Repeat the lines below exactly as written, please, from the line with "call is a no-op" to the line with "let filter = EnvFilter::try_from_default_env()", both lines included, and no others.

--- START ---

//! Structured logging.
//!
//! # Responsibilities
//! - Initialize the tracing subscriber once per process
//! - Select JSON (production) or human-readable output
//!
//! # Design Decisions
//! - `RUST_LOG` overrides the configured level
//! - Initialization is idempotent; a second call is a no-op

use tracing_subscriber::{layer::SubscriberExt, util::SubscriberInitExt, EnvFilter};

use crate::config::ObservabilityConfig;

/// Output format value that selects JSON lines.
pub const JSON_FORMAT: &str = "json";

/// Install the global tracing subscriber.
pub fn init_logging(config: &ObservabilityConfig) {
    let filter = EnvFilter::try_from_default_env()
        .unwrap_or_else(|_| format!("callscope={}", config.log_level).into());

    let result = if config.log_format == JSON_FORMAT {
        tracing_subscriber::registry()
            .with(filter)
            .with(tracing_subscriber::fmt::layer().json())
            .try_init()
    } else {
        tracing_subscriber::registry()
            .with(filter)
            .with(tracing_subscriber::fmt::layer())
            .try_init()
    };

    if result.is_err() {
        tracing::debug!("tracing subscriber already installed");
    }
}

--- END ---

**Output for this exercise:**
//! - Initialization is idempotent; a second call is a no-op

use tracing_subscriber::{layer::SubscriberExt, util::SubscriberInitExt, EnvFilter};

use crate::config::ObservabilityConfig;

/// Output format value that selects JSON lines.
pub const JSON_FORMAT: &str = "json";

/// Install the global tracing subscriber.
pub fn init_logging(config: &ObservabilityConfig) {
    let filter = EnvFilter::try_from_default_env()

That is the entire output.